─── Records

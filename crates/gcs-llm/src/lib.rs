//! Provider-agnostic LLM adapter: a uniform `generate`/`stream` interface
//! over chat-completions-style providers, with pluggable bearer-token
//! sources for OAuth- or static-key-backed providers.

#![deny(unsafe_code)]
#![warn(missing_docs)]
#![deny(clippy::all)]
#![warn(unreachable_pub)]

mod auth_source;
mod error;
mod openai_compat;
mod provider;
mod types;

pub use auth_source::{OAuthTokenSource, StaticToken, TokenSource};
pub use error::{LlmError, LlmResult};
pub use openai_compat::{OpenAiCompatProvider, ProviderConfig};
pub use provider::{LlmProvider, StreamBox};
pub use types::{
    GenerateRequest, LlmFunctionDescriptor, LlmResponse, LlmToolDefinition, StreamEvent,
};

──────

Exercise aim:
The material above should be retyped in full, exactly as given.

Answer for the task:
filename crates/gcs-llm/src/lib.rs
//! Provider-agnostic LLM adapter: a uniform `generate`/`stream` interface
//! over chat-completions-style providers, with pluggable bearer-token
//! sources for OAuth- or static-key-backed providers.

#![deny(unsafe_code)]
#![warn(missing_docs)]
#![deny(clippy::all)]
#![warn(unreachable_pub)]

mod auth_source;
mod error;
mod openai_compat;
mod provider;
mod types;

pub use auth_source::{OAuthTokenSource, StaticToken, TokenSource};
pub use error::{LlmError, LlmResult};
pub use openai_compat::{OpenAiCompatProvider, ProviderConfig};
pub use provider::{LlmProvider, StreamBox};
pub use types::{
    GenerateRequest, LlmFunctionDescriptor, LlmResponse, LlmToolDefinition, StreamEvent,
};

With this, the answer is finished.